There you have it. My answer to the loaded question, “do you have any parental concerns?” Yes, I do. I have some big ones. These are just a few of the ones that keep me up at night.

Just what I needed…

It was a very hard week. Courtney’s aggression was high, Alyssa’s anxiety was high and to top it off my mom had to have emergency brain surgery because of a brain bleed following a fall. This week sucked. This week almost broke me.

Today my family had a birthday party for two of my nephews. My family needed this party. Only my dad can be with my mom in the hospital so we still went ahead with it. We needed to be together. So when Alyssa started to have a panic attack this morning because of the car ride, I dug my heals in and said we need to do this.
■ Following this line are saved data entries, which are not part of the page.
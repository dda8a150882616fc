//! Word and expression store.

use crate::db::error::DbError;
use crate::db::functions::EDIT_DISTANCE;
use crate::db::repository::{
    interval_column, last_repeat_column, load_intervals, row_to_item, table, user_exists,
    ItemRepository, Result, SqliteRepository, ITEM_COLUMNS,
};
use chrono::NaiveDate;
use rusqlite::{params, OptionalExtension};
use vocab_core::algorithm::{RepetitionAlgorithm, SchedulingResult};
use vocab_core::registry::shortest_interval;
use vocab_core::types::{Direction, Item, ItemKind, Outcome, Page, RepeatSchedule, SimilarItem};
use vocab_core::VocabError;

impl ItemRepository for SqliteRepository {
    fn create_item(
        &self,
        kind: ItemKind,
        user_id: i64,
        value: &str,
        note: Option<&str>,
        today: NaiveDate,
    ) -> Result<Item> {
        let value = value.trim();
        if value.is_empty() {
            return Err(VocabError::InvalidParameter(format!(
                "{} value must not be blank",
                kind.as_str()
            ))
            .into());
        }

        let tx = self.conn.unchecked_transaction()?;
        let registered = load_intervals(&tx, user_id)?;
        let Some(initial) = shortest_interval(&registered) else {
            let err = if user_exists(&tx, user_id)? {
                VocabError::InvalidParameter(format!("user {user_id} has no registered intervals"))
            } else {
                VocabError::UnknownEntity(format!("user {user_id}"))
            };
            return Err(err.into());
        };

        let sql = format!(
            "INSERT INTO {} (user_id, value, note,
                foreign_to_native_interval, foreign_to_native_last_repeat,
                native_to_foreign_interval, native_to_foreign_last_repeat)
             VALUES (?1, ?2, ?3, ?4, ?5, ?4, ?5)",
            table(kind)
        );
        tx.execute(&sql, params![user_id, value, note, initial, today])
            .map_err(|err| {
                DbError::from_integrity(
                    err,
                    &format!("{} '{value}' for user {user_id}", kind.as_str()),
                    &format!("user {user_id}"),
                )
            })?;
        let id = tx.last_insert_rowid();
        tx.commit()?;

        tracing::debug!(user_id, id, kind = kind.as_str(), "created item");
        let schedule = RepeatSchedule::new(initial, today);
        Ok(Item {
            id,
            kind,
            user_id,
            value: value.to_string(),
            note: note.map(str::to_string),
            foreign_to_native: schedule,
            native_to_foreign: schedule,
        })
    }

    fn get_item(&self, kind: ItemKind, id: i64) -> Result<Option<Item>> {
        let sql = format!("SELECT {ITEM_COLUMNS} FROM {} WHERE id = ?1", table(kind));
        self.conn
            .query_row(&sql, params![id], |row| row_to_item(kind, row))
            .optional()
            .map_err(Into::into)
    }

    fn delete_item(&self, kind: ItemKind, id: i64) -> Result<bool> {
        let sql = format!("DELETE FROM {} WHERE id = ?1", table(kind));
        let count = self.conn.execute(&sql, params![id])?;
        Ok(count > 0)
    }

    fn find_due_items(
        &self,
        kind: ItemKind,
        user_id: i64,
        direction: Direction,
        today: NaiveDate,
        page: Page,
    ) -> Result<Vec<Item>> {
        let sql = format!(
            "SELECT {ITEM_COLUMNS} FROM {}
             WHERE user_id = ?1 AND date({}, '+' || {} || ' days') <= ?2
             ORDER BY value ASC, id ASC
             LIMIT ?3 OFFSET ?4",
            table(kind),
            last_repeat_column(direction),
            interval_column(direction),
        );

        let mut stmt = self.conn.prepare(&sql)?;
        let items = stmt
            .query_map(params![user_id, today, page.limit, page.offset], |row| {
                row_to_item(kind, row)
            })?
            .collect::<std::result::Result<Vec<_>, _>>()?;

        tracing::debug!(
            user_id,
            kind = kind.as_str(),
            direction = direction.as_str(),
            count = items.len(),
            "loaded due items"
        );
        Ok(items)
    }

    fn count_due_items(
        &self,
        kind: ItemKind,
        user_id: i64,
        direction: Direction,
        today: NaiveDate,
    ) -> Result<usize> {
        let sql = format!(
            "SELECT COUNT(*) FROM {}
             WHERE user_id = ?1 AND date({}, '+' || {} || ' days') <= ?2",
            table(kind),
            last_repeat_column(direction),
            interval_column(direction),
        );
        let count: i64 = self
            .conn
            .query_row(&sql, params![user_id, today], |row| row.get(0))?;
        Ok(count as usize)
    }

    fn find_similar_items(
        &self,
        kind: ItemKind,
        user_id: i64,
        query: &str,
        max_distance: usize,
        limit: usize,
    ) -> Result<Vec<SimilarItem>> {
        let sql = format!(
            "SELECT {ITEM_COLUMNS}, distance FROM (
                 SELECT {ITEM_COLUMNS}, {EDIT_DISTANCE}(value, ?2, ?3) AS distance
                 FROM {} WHERE user_id = ?1
             )
             WHERE distance >= 0
             ORDER BY distance ASC, value ASC
             LIMIT ?4",
            table(kind)
        );

        let mut stmt = self.conn.prepare(&sql)?;
        let items = stmt
            .query_map(params![user_id, query, max_distance, limit], |row| {
                Ok(SimilarItem {
                    item: row_to_item(kind, row)?,
                    distance: row.get::<_, i64>(8)? as usize,
                })
            })?
            .collect::<std::result::Result<Vec<_>, _>>()?;
        Ok(items)
    }

    fn record_repetition(
        &self,
        kind: ItemKind,
        id: i64,
        direction: Direction,
        outcome: Outcome,
        algorithm: &dyn RepetitionAlgorithm,
        today: NaiveDate,
    ) -> Result<SchedulingResult> {
        let tx = self.conn.unchecked_transaction()?;

        let sql = format!("SELECT {ITEM_COLUMNS} FROM {} WHERE id = ?1", table(kind));
        let item = tx
            .query_row(&sql, params![id], |row| row_to_item(kind, row))
            .optional()?
            .ok_or_else(|| VocabError::UnknownEntity(format!("{} {id}", kind.as_str())))?;

        let registered = load_intervals(&tx, item.user_id)?;
        let result = algorithm.schedule(item.schedule(direction), outcome, &registered, today);

        let sql = format!(
            "UPDATE {} SET {} = ?1, {} = ?2 WHERE id = ?3",
            table(kind),
            interval_column(direction),
            last_repeat_column(direction),
        );
        tx.execute(
            &sql,
            params![result.schedule.interval, result.schedule.last_repeat_date, id],
        )?;
        tx.commit()?;

        tracing::debug!(
            id,
            kind = kind.as_str(),
            direction = direction.as_str(),
            ?outcome,
            from = result.previous.interval,
            to = result.schedule.interval,
            "recorded repetition"
        );
        Ok(result)
    }
}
It wasn’t easy convincing her to get in the car but she was brave and did it anyways. Thanks to the help of her worry doll, Dramamine, sea bands and the music to her new favorite movie, Encanto, we made it to the party. And the best part is there were smiles in the car along the way. I got to a stop light and looked back and saw Alyssa and Courtney grabbing each other’s hands both with the biggest smile. So thankful for that red light so I could capture the moment!

I needed every moment of today. I needed a successful car ride. I needed to see my dad. I needed to see my siblings: I needed to see those beautiful smiles. It was just what I needed.